Task details — Take the material below from its first line through the line containing "resources found for" and, please, write those lines again exactly.

§ §

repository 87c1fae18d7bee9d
// Domain layer: core models and ports (interfaces) implemented by the adapters.

pub mod model;
pub mod ports;
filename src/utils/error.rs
use thiserror::Error;

/// Terminal failure kinds of a single roadmap generation request.
#[derive(Debug, Clone, Copy, PartialEq, Eq)]
pub enum FailureKind {
    InvalidInput,
    NoResults,
    UpstreamError,
    PersistenceError,
}

#[derive(Debug, Clone, Copy, PartialEq, Eq)]
pub enum ErrorSeverity {
    Medium,
    High,
    Critical,
}

#[derive(Error, Debug)]
pub enum RoadmapError {
    #[error("Invalid input: {message}")]
    InvalidInput { message: String },

    #[error("No resources found for query: {query}")]
    NoResults { query: String },

    #[error("Search provider error{}: {message}", http_status_suffix(.status))]
    Upstream { status: Option<u16>, message: String },

    #[error("Failed to persist roadmap: {message}")]
    Persistence { message: String },

    #[error("A roadmap request is already in progress for {caller}")]
    AlreadyInProgress { caller: String },

    #[error("Configuration error: {message}")]
    ConfigError { message: String },

    #[error("Invalid value for {field} ({value}): {reason}")]
    InvalidConfigValueError {
        field: String,
        value: String,
        reason: String,
    },

    #[error("Missing required configuration: {field}")]
    MissingConfigError { field: String },

    #[error("IO error: {0}")]
    IoError(#[from] std::io::Error),

    #[error("Serialization error: {0}")]
    SerializationError(#[from] serde_json::Error),
}

impl RoadmapError {
    pub fn upstream(status: Option<u16>, message: impl Into<String>) -> Self {
        Self::Upstream {
            status,
            message: message.into(),
        }
    }

    pub fn persistence(message: impl Into<String>) -> Self {
        Self::Persistence {
            message: message.into(),
        }
    }

    /// The pipeline failure kind this error represents, if any.
    pub fn kind(&self) -> Option<FailureKind> {
        match self {
            Self::InvalidInput { .. } => Some(FailureKind::InvalidInput),
            Self::NoResults { .. } => Some(FailureKind::NoResults),
            Self::Upstream { .. } => Some(FailureKind::UpstreamError),
            Self::Persistence { .. } => Some(FailureKind::PersistenceError),
            _ => None,
        }
    }

    pub fn is_user_correctable(&self) -> bool {
        matches!(
            self,
            Self::InvalidInput { .. } | Self::NoResults { .. } | Self::AlreadyInProgress { .. }
        )
    }

    pub fn severity(&self) -> ErrorSeverity {
        match self {
            Self::InvalidInput { .. } | Self::NoResults { .. } | Self::AlreadyInProgress { .. } => {
                ErrorSeverity::Medium
            }
            Self::Upstream { .. } | Self::Persistence { .. } => ErrorSeverity::High,
            Self::ConfigError { .. }
            | Self::InvalidConfigValueError { .. }
            | Self::MissingConfigError { .. }
            | Self::IoError(_)
            | Self::SerializationError(_) => ErrorSeverity::Critical,
        }
    }

    pub fn user_friendly_message(&self) -> String {
        match self {
            Self::InvalidInput { .. } => {
                "Please provide at least one of job profile, qualification, skills or interests."
                    .to_string()
            }
            Self::NoResults { .. } => "No resources found. Please refine your inputs.".to_string(),
            Self::Upstream { .. } => format!(
                "An error occurred: {}. Please check your internet connection or server status.",
                self
            ),
            Self::Persistence { .. } => format!(
                "An error occurred: {}. Your roadmap was not saved, please try again.",
                self
            ),
            Self::AlreadyInProgress { .. } => {
                "Your roadmap is still being generated, please wait.".to_string()
            }
            _ => self.to_string(),
        }
    }

    pub fn recovery_suggestion(&self) -> &'static str {
        match self {
            Self::InvalidInput { .. } => "Fill in at least one profile field and submit again",
            Self::NoResults { .. } => "Broaden your skills or interests and submit again",
            Self::Upstream { .. } => {
                "Check the search API key, engine id and network connectivity, then retry"
            }
            Self::Persistence { .. } => "Check the record store is reachable and writable, then retry",
            Self::AlreadyInProgress { .. } => "Wait for the current request to finish",
            Self::ConfigError { .. }
            | Self::InvalidConfigValueError { .. }
            | Self::MissingConfigError { .. } => "Fix the configuration file or environment variables",
            Self::IoError(_) => "Check file permissions and available disk space",
            Self::SerializationError(_) => "Check the stored data is valid JSON",
        }
    }
}

pub type Result<T> = std::result::Result<T, RoadmapError>;

fn http_status_suffix(status: &Option<u16>) -> String {
    match status {
        Some(code) => format!(" (HTTP {})", code),
        None => String::new(),
    }
}

#[cfg(test)]
mod tests {
    use super::*;

    #[test]
    fn test_failure_kinds() {
        let err = RoadmapError::InvalidInput {
            message: "empty".to_string(),
        };
        assert_eq!(err.kind(), Some(FailureKind::InvalidInput));
        assert!(err.is_user_correctable());

        let err = RoadmapError::upstream(Some(403), "quota exceeded");
        assert_eq!(err.kind(), Some(FailureKind::UpstreamError));
        assert!(!err.is_user_correctable());
        assert_eq!(err.to_string(), "Search provider error (HTTP 403): quota exceeded");

        let err = RoadmapError::persistence("disk full");
        assert_eq!(err.kind(), Some(FailureKind::PersistenceError));
        assert_eq!(err.severity(), ErrorSeverity::High);

        let err = RoadmapError::MissingConfigError {
            field: "search.api_key".to_string(),
        };
        assert_eq!(err.kind(), None);
        assert_eq!(err.severity(), ErrorSeverity::Critical);
    }

    #[test]
    fn test_upstream_without_status() {
        let err = RoadmapError::upstream(None, "timed out after 10s");
        assert_eq!(err.to_string(), "Search provider error: timed out after 10s");
    }

    #[test]
    fn test_no_results_message() {
        let err = RoadmapError::NoResults {
            query: "rust".to_string(),
        };
        assert_eq!(
            err.user_friendly_message(),
            "No resources found. Please refine your inputs."
        );
    }
}
use crate::core::guard::InFlightRegistry;
use crate::core::pipeline::RoadmapPipeline;
use crate::domain::model::{LearnerProfile, RoadmapStep};
use crate::domain::ports::{RecordStore, SearchGateway};
use crate::utils::error::Result;

/// Entry point for callers: one request per caller at a time.
pub struct RoadmapEngine<G: SearchGateway, R: RecordStore> {
    pipeline: RoadmapPipeline<G, R>,
    in_flight: InFlightRegistry,
}

impl<G: SearchGateway, R: RecordStore> RoadmapEngine<G, R> {
    pub fn new(pipeline: RoadmapPipeline<G, R>) -> Self {
        Self {
            pipeline,
            in_flight: InFlightRegistry::new(),
        }
    }

    pub async fn submit(&self, caller: &str, profile: LearnerProfile) -> Result<Vec<RoadmapStep>> {
        let _guard = self.in_flight.try_begin(caller)?;
        tracing::info!("Generating roadmap for {}", caller);

        let result = self.pipeline.generate(profile).await;
        match &result {
            Ok(steps) => tracing::info!("Roadmap for {} ready ({} steps)", caller, steps.len()),
            Err(e) if e.is_user_correctable() => {
                tracing::warn!("Roadmap for {} rejected: {}", caller, e)
            }
            Err(e) => tracing::error!(
                "Roadmap for {} failed: {} (kind: {:?})",
                caller,
                e,
                e.kind()
            ),
        }
        result
    }
}

#[cfg(test)]
mod tests {
    use super::*;
    use crate::domain::model::{CommitReceipt, RoadmapRecord, SearchResult};
    use crate::domain::ports::SearchRequest;
    use crate::utils::error::RoadmapError;
    use async_trait::async_trait;
    use std::sync::Arc;
    use std::time::Duration;

    struct SlowGateway;

    #[async_trait]
    impl SearchGateway for SlowGateway {
        async fn search(&self, _request: &SearchRequest) -> Result<Vec<SearchResult>> {
            tokio::time::sleep(Duration::from_millis(100)).await;
            Ok(vec![SearchResult::new(
                "Rust in Action",
                None,
                "https://example.com/rust",
            )])
        }
    }

    struct AcceptingStore;

    #[async_trait]
    impl RecordStore for AcceptingStore {
        async fn append(&self, record: &RoadmapRecord) -> Result<CommitReceipt> {
            Ok(CommitReceipt {
                record_id: record.id,
                location: "memory".to_string(),
            })
        }
    }

    fn profile() -> LearnerProfile {
        LearnerProfile {
            skills: "Rust".to_string(),
            ..Default::default()
        }
    }

    #[tokio::test]
    async fn test_concurrent_submission_from_same_caller_rejected() {
        let engine = Arc::new(RoadmapEngine::new(RoadmapPipeline::new(
            SlowGateway,
            AcceptingStore,
        )));

        let first = {
            let engine = Arc::clone(&engine);
            tokio::spawn(async move { engine.submit("alice", profile()).await })
        };
        tokio::time::sleep(Duration::from_millis(20)).await;

        let second = engine.submit("alice", profile()).await;
        assert!(matches!(second, Err(RoadmapError::AlreadyInProgress { .. })));

        let steps = first.await.unwrap().unwrap();
        assert_eq!(steps.len(), 1);

        // Flag is cleared once the first request finishes.
        assert!(engine.submit("alice", profile()).await.is_ok());
    }
}
use crate::domain::model::{CommitReceipt, RoadmapRecord, SearchResult};
use crate::utils::error::Result;
use async_trait::async_trait;
use std::time::Duration;
use uuid::Uuid;

pub trait Storage: Send + Sync {
    fn read_file(&self, path: &str) -> impl std::future::Future<Output = Result<Vec<u8>>> + Send;
    /// Must fail if `path` already exists.
    fn write_new_file(
        &self,
        path: &str,
        data: &[u8],
    ) -> impl std::future::Future<Output = Result<String>> + Send;
    /// Makes sure an abandoned `write_new_file` for `path` leaves nothing behind,
    /// whether it is still running or already finished.
    fn abort_write(&self, path: &str) -> impl std::future::Future<Output = Result<()>> + Send;
}

pub trait ConfigProvider: Send + Sync {
    fn search_endpoint(&self) -> &str;
    fn search_api_key(&self) -> &str;
    fn search_engine_id(&self) -> &str;
    fn max_results(&self) -> usize;
    fn search_timeout(&self) -> Duration;
    fn persist_timeout(&self) -> Duration;
}

#[derive(Debug, Clone, PartialEq, Eq)]
pub struct SearchRequest {
    pub query: String,
    pub num: usize,
}

/// Web search provider. Results come back in provider ranking order.
#[async_trait]
pub trait SearchGateway: Send + Sync {
    async fn search(&self, request: &SearchRequest) -> Result<Vec<SearchResult>>;
}

/// Append-only record store. A write either lands completely or not at all.
#[async_trait]
pub trait RecordStore: Send + Sync {
    async fn append(&self, record: &RoadmapRecord) -> Result<CommitReceipt>;

    /// Called when an `append` for `id` was abandoned before it reported back.
    /// Afterwards the record must not be visible.
    async fn abort(&self, _id: &Uuid) -> Result<()> {
        Ok(())
    }
}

§ §

Exercise solution —
repository 87c1fae18d7bee9d
// Domain layer: core models and ports (interfaces) implemented by the adapters.

pub mod model;
pub mod ports;
filename src/utils/error.rs
use thiserror::Error;

/// Terminal failure kinds of a single roadmap generation request.
#[derive(Debug, Clone, Copy, PartialEq, Eq)]
pub enum FailureKind {
    InvalidInput,
    NoResults,
    UpstreamError,
    PersistenceError,
}

#[derive(Debug, Clone, Copy, PartialEq, Eq)]
pub enum ErrorSeverity {
    Medium,
    High,
    Critical,
}

#[derive(Error, Debug)]
pub enum RoadmapError {
    #[error("Invalid input: {message}")]
    InvalidInput { message: String },

    #[error("No resources found for query: {query}")]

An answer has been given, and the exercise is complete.